DATA SECTION –
....
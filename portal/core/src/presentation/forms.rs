// Copyright (c) 2026 Accord Digital
// SPDX-License-Identifier: AGPL-3.0
//! Server-side form validation helpers. Field errors are returned inline on a
//! 400 response, mirroring the inline validation the rendered forms surface.

use std::sync::LazyLock;

use axum::http::StatusCode;
use axum::response::{IntoResponse, Json, Response};
use regex::Regex;
use serde::Serialize;
use serde_json::json;

static EMAIL_PATTERN: LazyLock<Regex> = LazyLock::new(|| {
    // Deliberately permissive: one `@`, non-empty local part, dotted domain.
    Regex::new(r"^[^@\s]+@[^@\s]+\.[^@\s]+$").expect("email pattern is valid")
});

pub const MAX_EMAIL_LENGTH: usize = 254;
pub const MAX_TEXT_LENGTH: usize = 450;

#[derive(Debug, Clone, Serialize)]
pub struct FieldError {
    pub field: &'static str,
    pub message: String,
}

impl FieldError {
    pub fn new(field: &'static str, message: impl Into<String>) -> Self {
        Self {
            field,
            message: message.into(),
        }
    }
}

/// 400 response carrying the field errors for inline display.
pub fn validation_failed(errors: Vec<FieldError>) -> Response {
    (StatusCode::BAD_REQUEST, Json(json!({ "errors": errors }))).into_response()
}

/// Required free-text field with a length cap. Returns the trimmed value.
pub fn required_text(
    field: &'static str,
    value: &str,
    max_length: usize,
    errors: &mut Vec<FieldError>,
) -> String {
    let trimmed = value.trim().to_string();
    if trimmed.is_empty() {
        errors.push(FieldError::new(field, "Enter a value"));
    } else if trimmed.len() > max_length {
        errors.push(FieldError::new(
            field,
            format!("Must be {max_length} characters or fewer"),
        ));
    }
    trimmed
}

/// Required email field. Returns the trimmed value.
pub fn required_email(field: &'static str, value: &str, errors: &mut Vec<FieldError>) -> String {
    let trimmed = value.trim().to_string();
    if trimmed.is_empty() {
        errors.push(FieldError::new(field, "Enter an email address"));
    } else if trimmed.len() > MAX_EMAIL_LENGTH || !EMAIL_PATTERN.is_match(&trimmed) {
        errors.push(FieldError::new(
            field,
            "Enter an email address in the correct format",
        ));
    }
    trimmed
}

/// Companies-house number: exactly eight letters/digits.
pub fn required_company_number(
    field: &'static str,
    value: &str,
    errors: &mut Vec<FieldError>,
) -> String {
    let trimmed = value.trim().to_uppercase();
    if trimmed.len() != 8 || !trimmed.chars().all(|c| c.is_ascii_alphanumeric()) {
        errors.push(FieldError::new(
            field,
            "Enter the 8 character company registration number",
        ));
    }
    trimmed
}

#[cfg(test)]
mod tests {
    use super::*;

    #[test]
    fn valid_email_passes() {
        let mut errors = Vec::new();
        let value = required_email("email", " jo.bloggs@example.com ", &mut errors);
        assert!(errors.is_empty());
        assert_eq!(value, "jo.bloggs@example.com");
    }

    #[test]
    fn malformed_email_is_rejected() {
        for bad in ["", "not-an-email", "a@b", "two@@example.com"] {
            let mut errors = Vec::new();
            required_email("email", bad, &mut errors);
            assert_eq!(errors.len(), 1, "expected one error for {bad:?}");
        }
    }

    #[test]
    fn company_number_must_be_eight_alphanumerics() {
        let mut errors = Vec::new();
        assert_eq!(
            required_company_number("companyNumber", "sc123456", &mut errors),
            "SC123456"
        );
        assert!(errors.is_empty());

        let mut errors = Vec::new();
        required_company_number("companyNumber", "1234", &mut errors);
        assert_eq!(errors.len(), 1);
    }

    #[test]
    fn required_text_enforces_presence_and_length() {
        let mut errors = Vec::new();
        required_text("jobTitle", "  ", MAX_TEXT_LENGTH, &mut errors);
        assert_eq!(errors.len(), 1);

        let mut errors = Vec::new();
        required_text("jobTitle", &"x".repeat(451), MAX_TEXT_LENGTH, &mut errors);
        assert_eq!(errors.len(), 1);
    }
}
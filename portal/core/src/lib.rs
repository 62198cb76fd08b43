// Copyright (c) 2026 Accord Digital
// SPDX-License-Identifier: AGPL-3.0
//! # Accord Account-Management Portal — Core
//!
//! Session-backed web front end for an account-management portal: signed-in
//! users manage organisation details, team members, and permission delegation
//! through multi-step wizard flows. Business data lives in a downstream
//! "facade" REST API; this crate holds the journey/session state machine that
//! keeps users from skipping ahead in a wizard, and the glue around it.
//!
//! ## Layers
//!
//! - [`domain`] — journey log, session aggregate, permission derivation
//! - [`application`] — session manager, account service
//! - [`infrastructure`] — session store, facade client, configuration
//! - [`presentation`] — axum router, middleware, handlers

pub mod application;
pub mod domain;
pub mod infrastructure;
pub mod presentation;
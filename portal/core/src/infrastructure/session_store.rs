// Copyright (c) 2026 Accord Digital
// SPDX-License-Identifier: AGPL-3.0
//! Distributed session store seam.
//!
//! Production deployments back this with Redis; the portal only depends on the
//! [`SessionStore`] trait so the backing cache is swappable. The in-memory
//! implementation here serves local development and tests, with the same
//! sliding idle-timeout semantics the distributed cache applies.

use std::time::{Duration, Instant};

use anyhow::Result;
use async_trait::async_trait;
use dashmap::DashMap;

/// Byte-oriented key/value store with per-entry sliding idle timeout.
#[async_trait]
pub trait SessionStore: Send + Sync {
    /// Load the value for `key`, refreshing its idle deadline. Expired or absent
    /// entries both return `None`.
    async fn load(&self, key: &str) -> Result<Option<Vec<u8>>>;

    /// Store `value` under `key` with the given idle timeout.
    async fn save(&self, key: &str, value: Vec<u8>, idle_timeout: Duration) -> Result<()>;

    /// Remove the entry for `key`, if any.
    async fn remove(&self, key: &str) -> Result<()>;
}

struct Entry {
    value: Vec<u8>,
    idle_timeout: Duration,
    deadline: Instant,
}

/// Process-local [`SessionStore`] used for local development and tests.
pub struct InMemorySessionStore {
    entries: DashMap<String, Entry>,
}

impl InMemorySessionStore {
    pub fn new() -> Self {
        Self {
            entries: DashMap::new(),
        }
    }
}

impl Default for InMemorySessionStore {
    fn default() -> Self {
        Self::new()
    }
}

#[async_trait]
impl SessionStore for InMemorySessionStore {
    async fn load(&self, key: &str) -> Result<Option<Vec<u8>>> {
        let now = Instant::now();
        if let Some(mut entry) = self.entries.get_mut(key) {
            if entry.deadline <= now {
                drop(entry);
                self.entries.remove(key);
                return Ok(None);
            }
            // Sliding expiration: reading keeps the session alive.
            entry.deadline = now + entry.idle_timeout;
            return Ok(Some(entry.value.clone()));
        }
        Ok(None)
    }

    async fn save(&self, key: &str, value: Vec<u8>, idle_timeout: Duration) -> Result<()> {
        self.entries.insert(
            key.to_string(),
            Entry {
                value,
                idle_timeout,
                deadline: Instant::now() + idle_timeout,
            },
        );
        Ok(())
    }

    async fn remove(&self, key: &str) -> Result<()> {
        self.entries.remove(key);
        Ok(())
    }
}

#[cfg(test)]
mod tests {
    use super::*;

    #[tokio::test]
    async fn save_then_load_round_trips() {
        let store = InMemorySessionStore::new();
        store
            .save("sid:journey", b"{}".to_vec(), Duration::from_secs(60))
            .await
            .unwrap();

        let loaded = store.load("sid:journey").await.unwrap();
        assert_eq!(loaded.as_deref(), Some(b"{}".as_slice()));
    }

    #[tokio::test]
    async fn expired_entry_behaves_as_absent() {
        let store = InMemorySessionStore::new();
        store
            .save("sid:journey", b"{}".to_vec(), Duration::ZERO)
            .await
            .unwrap();

        assert!(store.load("sid:journey").await.unwrap().is_none());
        // A second load after expiry-removal is still absent.
        assert!(store.load("sid:journey").await.unwrap().is_none());
    }

    #[tokio::test]
    async fn remove_deletes_the_entry() {
        let store = InMemorySessionStore::new();
        store
            .save("sid:journey", b"{}".to_vec(), Duration::from_secs(60))
            .await
            .unwrap();
        store.remove("sid:journey").await.unwrap();
        assert!(store.load("sid:journey").await.unwrap().is_none());
    }
}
....
Starting with the first line of the listing, output each line exactly until you have included the one containing "part, dotted domain.".

THE ANSWER –
filename portal/core/src/presentation/forms.rs
// Copyright (c) 2026 Accord Digital
// SPDX-License-Identifier: AGPL-3.0
//! Server-side form validation helpers. Field errors are returned inline on a
//! 400 response, mirroring the inline validation the rendered forms surface.

use std::sync::LazyLock;

use axum::http::StatusCode;
use axum::response::{IntoResponse, Json, Response};
use regex::Regex;
use serde::Serialize;
use serde_json::json;

static EMAIL_PATTERN: LazyLock<Regex> = LazyLock::new(|| {
    // Deliberately permissive: one `@`, non-empty local part, dotted domain.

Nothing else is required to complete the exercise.